→ **Source material**
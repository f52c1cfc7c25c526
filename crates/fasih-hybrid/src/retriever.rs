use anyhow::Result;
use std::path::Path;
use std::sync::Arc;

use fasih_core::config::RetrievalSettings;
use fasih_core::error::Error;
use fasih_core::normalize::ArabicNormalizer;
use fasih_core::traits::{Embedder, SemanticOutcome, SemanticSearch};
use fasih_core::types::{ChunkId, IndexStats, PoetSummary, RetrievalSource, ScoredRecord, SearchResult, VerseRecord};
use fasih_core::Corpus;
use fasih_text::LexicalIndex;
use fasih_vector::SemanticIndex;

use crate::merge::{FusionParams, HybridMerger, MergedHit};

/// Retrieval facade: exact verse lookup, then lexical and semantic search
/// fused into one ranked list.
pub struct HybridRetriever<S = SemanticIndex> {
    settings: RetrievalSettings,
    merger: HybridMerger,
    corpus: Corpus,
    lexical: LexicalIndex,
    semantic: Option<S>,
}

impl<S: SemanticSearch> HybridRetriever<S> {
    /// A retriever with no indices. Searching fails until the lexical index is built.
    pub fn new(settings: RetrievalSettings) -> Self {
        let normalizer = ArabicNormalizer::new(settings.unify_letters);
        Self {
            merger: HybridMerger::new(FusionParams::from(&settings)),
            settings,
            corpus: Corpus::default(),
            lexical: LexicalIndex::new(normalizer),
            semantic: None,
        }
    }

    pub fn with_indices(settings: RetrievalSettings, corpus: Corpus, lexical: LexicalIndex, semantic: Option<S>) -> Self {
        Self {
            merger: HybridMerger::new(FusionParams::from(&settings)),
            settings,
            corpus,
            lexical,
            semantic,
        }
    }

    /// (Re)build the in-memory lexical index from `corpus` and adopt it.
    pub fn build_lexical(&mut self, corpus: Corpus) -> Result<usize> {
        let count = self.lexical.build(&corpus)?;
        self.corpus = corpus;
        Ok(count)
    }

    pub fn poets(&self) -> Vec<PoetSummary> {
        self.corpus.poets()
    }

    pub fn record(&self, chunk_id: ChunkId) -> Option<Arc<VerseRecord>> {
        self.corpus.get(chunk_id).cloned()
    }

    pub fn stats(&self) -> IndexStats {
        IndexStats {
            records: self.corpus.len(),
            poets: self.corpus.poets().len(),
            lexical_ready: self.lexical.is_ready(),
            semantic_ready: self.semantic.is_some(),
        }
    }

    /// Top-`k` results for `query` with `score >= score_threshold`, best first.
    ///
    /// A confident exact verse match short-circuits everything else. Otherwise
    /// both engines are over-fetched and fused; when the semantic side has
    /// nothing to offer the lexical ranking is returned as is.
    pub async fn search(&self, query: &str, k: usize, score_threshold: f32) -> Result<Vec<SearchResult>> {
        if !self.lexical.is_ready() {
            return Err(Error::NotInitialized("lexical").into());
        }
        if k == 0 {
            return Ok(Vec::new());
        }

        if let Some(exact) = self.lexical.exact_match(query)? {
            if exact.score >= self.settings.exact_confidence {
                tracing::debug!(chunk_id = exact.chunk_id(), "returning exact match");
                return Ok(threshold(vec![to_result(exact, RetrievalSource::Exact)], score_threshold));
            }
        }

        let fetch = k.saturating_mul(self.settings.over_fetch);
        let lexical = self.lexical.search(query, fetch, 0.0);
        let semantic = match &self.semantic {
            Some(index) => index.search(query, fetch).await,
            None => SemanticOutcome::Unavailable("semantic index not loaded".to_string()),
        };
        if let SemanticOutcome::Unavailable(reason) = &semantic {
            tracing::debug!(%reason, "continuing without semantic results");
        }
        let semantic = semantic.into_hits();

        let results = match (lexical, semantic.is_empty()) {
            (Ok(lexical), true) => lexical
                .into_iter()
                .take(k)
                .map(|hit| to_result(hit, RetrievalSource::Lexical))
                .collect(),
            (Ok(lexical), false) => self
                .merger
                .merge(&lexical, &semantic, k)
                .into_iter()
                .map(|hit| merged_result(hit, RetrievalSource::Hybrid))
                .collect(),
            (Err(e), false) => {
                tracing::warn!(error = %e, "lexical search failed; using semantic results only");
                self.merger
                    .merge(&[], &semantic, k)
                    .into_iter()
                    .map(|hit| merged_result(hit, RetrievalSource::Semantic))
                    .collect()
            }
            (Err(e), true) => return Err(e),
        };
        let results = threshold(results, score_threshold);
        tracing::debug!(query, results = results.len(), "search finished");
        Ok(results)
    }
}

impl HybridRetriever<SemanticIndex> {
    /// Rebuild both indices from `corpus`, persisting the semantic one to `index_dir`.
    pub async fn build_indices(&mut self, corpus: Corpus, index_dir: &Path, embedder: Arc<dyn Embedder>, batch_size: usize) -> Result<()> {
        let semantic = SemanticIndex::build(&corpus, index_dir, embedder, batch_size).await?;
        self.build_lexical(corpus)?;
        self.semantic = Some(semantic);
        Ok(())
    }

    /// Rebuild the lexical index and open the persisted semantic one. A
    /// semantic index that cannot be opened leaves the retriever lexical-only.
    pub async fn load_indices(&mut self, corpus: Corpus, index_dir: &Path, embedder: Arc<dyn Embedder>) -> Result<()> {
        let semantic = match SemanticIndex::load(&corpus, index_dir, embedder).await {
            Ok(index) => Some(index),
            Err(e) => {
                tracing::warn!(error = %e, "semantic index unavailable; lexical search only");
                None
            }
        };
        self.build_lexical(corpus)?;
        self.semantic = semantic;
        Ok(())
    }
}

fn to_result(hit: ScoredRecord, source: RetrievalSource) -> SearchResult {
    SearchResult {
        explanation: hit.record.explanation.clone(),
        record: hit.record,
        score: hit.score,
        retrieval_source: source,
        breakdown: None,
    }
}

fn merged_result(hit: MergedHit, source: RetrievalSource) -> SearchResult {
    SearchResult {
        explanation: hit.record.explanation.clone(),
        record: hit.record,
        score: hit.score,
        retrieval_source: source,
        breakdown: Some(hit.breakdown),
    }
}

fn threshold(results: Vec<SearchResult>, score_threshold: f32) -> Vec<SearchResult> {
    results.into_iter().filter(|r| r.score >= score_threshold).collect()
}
==
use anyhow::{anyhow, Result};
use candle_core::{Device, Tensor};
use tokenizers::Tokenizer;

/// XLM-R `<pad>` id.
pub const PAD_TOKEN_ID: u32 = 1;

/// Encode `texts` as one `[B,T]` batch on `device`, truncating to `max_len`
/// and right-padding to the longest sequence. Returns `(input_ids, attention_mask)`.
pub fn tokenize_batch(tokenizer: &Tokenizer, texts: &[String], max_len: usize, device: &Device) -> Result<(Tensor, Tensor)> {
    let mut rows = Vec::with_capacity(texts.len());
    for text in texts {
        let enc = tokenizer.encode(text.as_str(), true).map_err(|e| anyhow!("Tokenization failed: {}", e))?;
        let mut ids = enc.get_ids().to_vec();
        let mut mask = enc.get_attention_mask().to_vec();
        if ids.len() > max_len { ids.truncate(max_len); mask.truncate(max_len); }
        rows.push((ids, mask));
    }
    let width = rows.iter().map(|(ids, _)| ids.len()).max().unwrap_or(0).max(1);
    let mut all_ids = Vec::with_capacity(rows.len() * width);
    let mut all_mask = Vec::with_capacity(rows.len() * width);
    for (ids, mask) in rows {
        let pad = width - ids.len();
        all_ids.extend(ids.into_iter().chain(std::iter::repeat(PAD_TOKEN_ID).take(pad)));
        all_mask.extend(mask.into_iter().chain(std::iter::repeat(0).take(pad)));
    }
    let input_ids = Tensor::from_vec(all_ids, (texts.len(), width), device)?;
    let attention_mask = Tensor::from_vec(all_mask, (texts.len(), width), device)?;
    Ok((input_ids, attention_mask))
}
* * *
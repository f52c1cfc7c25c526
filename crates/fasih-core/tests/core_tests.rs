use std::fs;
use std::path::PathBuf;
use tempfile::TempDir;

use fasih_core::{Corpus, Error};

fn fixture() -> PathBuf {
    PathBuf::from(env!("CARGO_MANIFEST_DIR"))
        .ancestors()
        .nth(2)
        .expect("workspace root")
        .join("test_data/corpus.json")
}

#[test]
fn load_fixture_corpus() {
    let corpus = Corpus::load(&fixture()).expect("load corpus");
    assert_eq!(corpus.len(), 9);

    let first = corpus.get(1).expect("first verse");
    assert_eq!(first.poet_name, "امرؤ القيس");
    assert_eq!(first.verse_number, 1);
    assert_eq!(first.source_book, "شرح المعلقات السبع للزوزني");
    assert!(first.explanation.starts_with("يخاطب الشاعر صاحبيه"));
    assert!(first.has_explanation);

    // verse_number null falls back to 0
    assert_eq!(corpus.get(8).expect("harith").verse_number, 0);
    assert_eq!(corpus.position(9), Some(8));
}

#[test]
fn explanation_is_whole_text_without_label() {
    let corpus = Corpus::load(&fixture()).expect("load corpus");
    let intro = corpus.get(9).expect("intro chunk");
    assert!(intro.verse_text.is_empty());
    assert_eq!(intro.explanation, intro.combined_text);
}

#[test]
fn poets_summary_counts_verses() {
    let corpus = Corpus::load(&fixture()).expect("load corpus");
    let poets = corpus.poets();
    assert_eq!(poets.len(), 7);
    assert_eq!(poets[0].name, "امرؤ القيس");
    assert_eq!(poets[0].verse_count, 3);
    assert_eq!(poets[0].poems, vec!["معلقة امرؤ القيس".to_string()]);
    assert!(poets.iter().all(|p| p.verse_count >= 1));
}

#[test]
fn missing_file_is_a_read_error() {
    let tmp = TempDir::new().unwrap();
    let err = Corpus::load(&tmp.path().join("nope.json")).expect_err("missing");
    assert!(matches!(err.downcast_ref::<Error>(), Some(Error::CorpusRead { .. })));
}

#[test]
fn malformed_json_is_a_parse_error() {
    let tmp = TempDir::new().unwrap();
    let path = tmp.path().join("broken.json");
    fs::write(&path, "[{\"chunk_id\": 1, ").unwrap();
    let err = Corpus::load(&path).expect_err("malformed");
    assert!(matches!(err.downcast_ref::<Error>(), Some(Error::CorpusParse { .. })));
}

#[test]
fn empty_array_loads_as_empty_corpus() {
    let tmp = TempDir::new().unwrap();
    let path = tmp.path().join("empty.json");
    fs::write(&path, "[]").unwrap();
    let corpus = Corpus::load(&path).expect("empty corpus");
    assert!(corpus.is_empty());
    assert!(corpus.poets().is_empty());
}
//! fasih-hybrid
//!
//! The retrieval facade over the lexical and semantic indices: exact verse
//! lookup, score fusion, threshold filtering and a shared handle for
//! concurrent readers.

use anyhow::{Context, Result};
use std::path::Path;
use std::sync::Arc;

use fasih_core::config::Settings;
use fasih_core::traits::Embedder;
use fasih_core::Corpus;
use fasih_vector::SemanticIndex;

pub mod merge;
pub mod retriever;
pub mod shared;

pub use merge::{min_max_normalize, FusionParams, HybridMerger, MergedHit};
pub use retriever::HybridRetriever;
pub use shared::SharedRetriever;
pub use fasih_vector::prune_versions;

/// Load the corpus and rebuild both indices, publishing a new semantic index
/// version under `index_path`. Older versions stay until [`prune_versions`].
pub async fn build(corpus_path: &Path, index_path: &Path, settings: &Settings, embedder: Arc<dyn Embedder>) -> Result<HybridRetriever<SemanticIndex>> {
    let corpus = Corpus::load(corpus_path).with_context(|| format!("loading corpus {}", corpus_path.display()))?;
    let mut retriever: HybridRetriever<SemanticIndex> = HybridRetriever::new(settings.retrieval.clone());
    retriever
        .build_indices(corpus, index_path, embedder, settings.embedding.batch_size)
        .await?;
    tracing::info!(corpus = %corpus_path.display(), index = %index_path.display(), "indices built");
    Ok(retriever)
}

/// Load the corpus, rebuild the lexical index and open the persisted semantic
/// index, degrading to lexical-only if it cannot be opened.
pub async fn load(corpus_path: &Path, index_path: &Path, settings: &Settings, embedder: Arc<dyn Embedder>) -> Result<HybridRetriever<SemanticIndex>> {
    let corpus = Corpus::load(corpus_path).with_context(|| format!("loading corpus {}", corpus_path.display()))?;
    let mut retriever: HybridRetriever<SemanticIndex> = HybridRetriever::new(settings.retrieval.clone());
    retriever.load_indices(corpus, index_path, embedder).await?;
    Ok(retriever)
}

→ **Task to complete**
Return every line from the entries above that includes the word "config".

→ **Result of this task**
use fasih_core::config::RetrievalSettings;
use fasih_core::config::Settings;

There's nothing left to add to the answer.